Leider hat sich eine Art bevormundende Tradition im Islam etabliert, die die Gestaltung des religiösen Lebens von dem abhängig macht, was die eine oder andere religiöse Autorität bestimmt. Ich verwende hier den Begriff »religiöse Autorität« absichtlich, auch wenn er dem Geist des Korans völlig widerspricht. Der Koran bezeichnet, wie schon erwähnt, den blinden Gehorsam gegenüber religiösen Autoritäten als eine Form von Beigesellung. Der Koran zielt darauf, die Menschen darin zu unterstützen, den Islam als freie und mündige Gläubige auszuüben, statt seinen Lebensentwurf in religiöser Hinsicht an Dritte zu delegieren, also einfach blind zu folgen.
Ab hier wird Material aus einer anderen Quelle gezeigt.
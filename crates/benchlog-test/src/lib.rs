// Dweve Benchlog - Benchmark Log Analysis
//
// Copyright (c) 2025 Dweve IP B.V. and individual contributors.
//
// SPDX-License-Identifier: Apache-2.0
//
// Licensed under the Apache License, Version 2.0 (the "License");
// you may not use this file except in compliance with the License.
// You may obtain a copy of the License in the LICENSE file at the
// root of this repository or at: http://www.apache.org/licenses/LICENSE-2.0
//
// Unless required by applicable law or agreed to in writing, software
// distributed under the License is distributed on an "AS IS" BASIS,
// WITHOUT WARRANTIES OR CONDITIONS OF ANY KIND, either express or implied.
// See the License for the specific language governing permissions and
// limitations under the License.

//! Shared test fixtures for benchlog crates.
//!
//! ```rust
//! use benchlog_test::fixtures::{self, builders::{LogBuilder, SectionBuilder, VersionBuilder}};
//!
//! // Canned logs
//! let log = fixtures::three_versions();
//!
//! // Custom logs
//! let log = LogBuilder::new()
//!     .version(
//!         VersionBuilder::new(1)
//!             .section(SectionBuilder::library().millis(1500.0))
//!             .section(SectionBuilder::combined().no_cells_per_sec()),
//!     )
//!     .build();
//! assert!(log.contains("Execution time: 1500ms"));
//! ```

pub mod fixtures;

pub use fixtures::builders::{paired_log, LogBuilder, SectionBuilder, VersionBuilder};
pub use fixtures::runs::{combined_series, library_series, run};

#[cfg(test)]
mod tests {
    use super::*;
    use benchlog_core::{parse, FailureCategory, ProjectTag};

    #[test]
    fn test_all_samples_parse() {
        for (name, log) in fixtures::all() {
            let outcome = parse(&log).unwrap_or_else(|e| panic!("{}: {}", name, e));
            assert!(!outcome.runs.is_empty(), "{} produced no runs", name);
        }
    }

    #[test]
    fn test_three_versions_shape() {
        let outcome = parse(&fixtures::three_versions()).unwrap();
        assert!(outcome.is_clean());
        let lib: Vec<f64> = outcome
            .series(ProjectTag::Library)
            .iter()
            .map(|r| r.execution_time)
            .collect();
        assert_eq!(lib, vec![10.0, 5.0, 2.5]);
    }

    #[test]
    fn test_with_gaps_shape() {
        let outcome = parse(&fixtures::with_gaps()).unwrap();
        assert_eq!(outcome.series(ProjectTag::Library).len(), 1);
        assert_eq!(outcome.series(ProjectTag::Combined).len(), 3);
        assert_eq!(outcome.failures.len(), 1);
        assert_eq!(outcome.failures[0].category, FailureCategory::PerformanceMetrics);
    }

    #[test]
    fn test_single_failure_logs_keep_one_run() {
        for (name, log) in fixtures::errors::single_failure_logs() {
            let outcome = parse(&log).unwrap();
            assert_eq!(outcome.runs.len(), 1, "{}", name);
            assert_eq!(outcome.failures.len(), 1, "{}", name);
        }
    }

    #[test]
    fn test_run_helper() {
        let r = run(2, ProjectTag::Combined, 4.0);
        assert_eq!(r.version, 2);
        assert_eq!(r.execution_time, 4.0);
        assert_eq!(library_series(&[1.0, 2.0]).len(), 2);
    }
}
//! Text console: board rendering and the prompts players answer.

pub mod console;
pub mod render;

pub use console::{Console, MenuChoice, TextConsole, MAIN_MENU};
pub use render::render_board;
//! Fox and Hound rules.
//!
//! - Hounds start on row 1 at columns B, D, F, ...; the fox starts on row `dim`
//! - Every move is a single diagonal step onto an empty cell
//! - The fox steps in any diagonal direction, hounds only towards higher rows
//! - The fox wins on reaching row 1; the hounds win when the fox is boxed in

use crate::core::{Coord, Dimension, Figure, Move, Occupancy, PlayerSet};
use crate::error::{MoveError, Result};

use super::engine::{GameResult, RulesEngine};

/// Rules for one board size.
#[derive(Clone, Copy, Debug, Default, PartialEq, Eq)]
pub struct FoxHoundRules {
    dim: Dimension,
}

impl FoxHoundRules {
    /// Rules for a raw board size. Fails with `InvalidDimension` outside 4..=26.
    pub fn new(dim: usize) -> Result<Self> {
        Ok(Self::with_dimension(Dimension::new(dim)?))
    }

    #[must_use]
    pub const fn with_dimension(dim: Dimension) -> Self {
        Self { dim }
    }

    /// Check whether the hounds have trapped the fox on this board.
    #[must_use]
    pub fn is_hound_win(&self, players: &PlayerSet) -> bool {
        is_hound_win(players, self.dim)
    }
}

/// Starting positions for a raw board size.
///
/// ```
/// let players = fox_hound::rules::initialise(8).unwrap();
/// assert_eq!(players.labels(), vec!["B1", "D1", "F1", "H1", "E8"]);
/// ```
pub fn initialise(dim: usize) -> Result<PlayerSet> {
    Ok(initial_placement(Dimension::new(dim)?))
}

/// Starting positions: hounds on row 1 at every second column from B,
/// the fox on row `dim` near the centre.
#[must_use]
pub fn initial_placement(dim: Dimension) -> PlayerSet {
    let hounds = (0..dim.hound_count()).map(|i| Coord::new(column(2 * i + 1), 1));
    PlayerSet::new(hounds, Coord::new(column(fox_start_column(dim)), row(dim.get())))
}

/// 0-based column of the fox's starting cell.
///
/// The fox goes on whichever centre cell shares a colour with the hounds'
/// squares, so the two sides can meet.
#[must_use]
pub fn fox_start_column(dim: Dimension) -> usize {
    let n = dim.get();
    if n % 2 == 0 {
        let half = n / 2;
        if half % 2 == 0 {
            half
        } else {
            half - 1
        }
    } else {
        let centre = n.div_ceil(2);
        if centre % 2 == 0 {
            centre - 1
        } else {
            centre
        }
    }
}

/// The fox wins by reaching row 1.
#[must_use]
pub fn is_fox_win(fox: Coord) -> bool {
    fox.row == 1
}

/// The hounds win when every diagonal neighbour of the fox is off the board
/// or holds a hound.
#[must_use]
pub fn is_hound_win(players: &PlayerSet, dim: Dimension) -> bool {
    players
        .fox()
        .diagonal_neighbours(dim)
        .all(|cell| !players.is_vacant(Occupancy::HoundsOnly, cell))
}

// Board indices never exceed MAX_DIM (26), so they always fit a u8.
fn column(index: usize) -> u8 {
    index as u8
}

fn row(index: usize) -> u8 {
    index as u8
}

impl RulesEngine for FoxHoundRules {
    fn dimension(&self) -> Dimension {
        self.dim
    }

    fn initial_players(&self) -> PlayerSet {
        initial_placement(self.dim)
    }

    fn validate_move(&self, players: &PlayerSet, turn: Figure, mv: Move) -> std::result::Result<(), MoveError> {
        let Move {
            origin,
            destination,
        } = mv;

        if !players.is_vacant(Occupancy::All, destination) {
            return Err(MoveError::DestinationOccupied(destination));
        }
        if !destination.is_on_board(self.dim) {
            return Err(MoveError::DestinationOffBoard(destination));
        }

        let owns_origin = match turn {
            Figure::Fox => players.fox() == origin,
            Figure::Hound => players.is_hound(origin),
        };
        if !owns_origin {
            return Err(MoveError::NotYourPiece {
                figure: turn,
                origin,
            });
        }

        let (d_col, d_row) = origin.delta_to(destination);
        let step_ok = match turn {
            Figure::Fox => d_col.abs() == 1 && d_row.abs() == 1,
            Figure::Hound => d_col.abs() == 1 && d_row == 1,
        };
        if !step_ok {
            return Err(MoveError::IllegalStep {
                figure: turn,
                origin,
                destination,
            });
        }

        Ok(())
    }

    fn is_terminal(&self, players: &PlayerSet) -> Option<GameResult> {
        if is_fox_win(players.fox()) {
            Some(GameResult::FoxWins)
        } else if is_hound_win(players, self.dim) {
            Some(GameResult::HoundsWin)
        } else {
            None
        }
    }
}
Wer dies tut, darf von sich nicht behaupten, ein reiner Monotheist zu sein, auch wenn er keine Götzen im engeren Sinne anbetet. Daher sagt der Koran: »Gott vergibt nicht die Beigesellung, vergibt aber alles andere.«24 Beigesellung bedeutet die Abhängigkeit des Menschen und seine Bevormundung sowie seine Verblendung, also das Scheitern des Projekts Mensch, des edelsten Geschöpfs Gottes, das in und zur Freiheit erschaffen wurde. Das Glaubensbekenntnis impliziert, dass der Mensch »nein« zu jeder Form von Bevormundung sagen soll. Die Gott-Mensch-Beziehung als eine juristische Beziehung aufzufassen, in der Gott dem Menschen Gesetze offenbart hat, die er unhinterfragt befolgen muss, ist Ausdruck geistiger Bevormundung und reproduziert diese.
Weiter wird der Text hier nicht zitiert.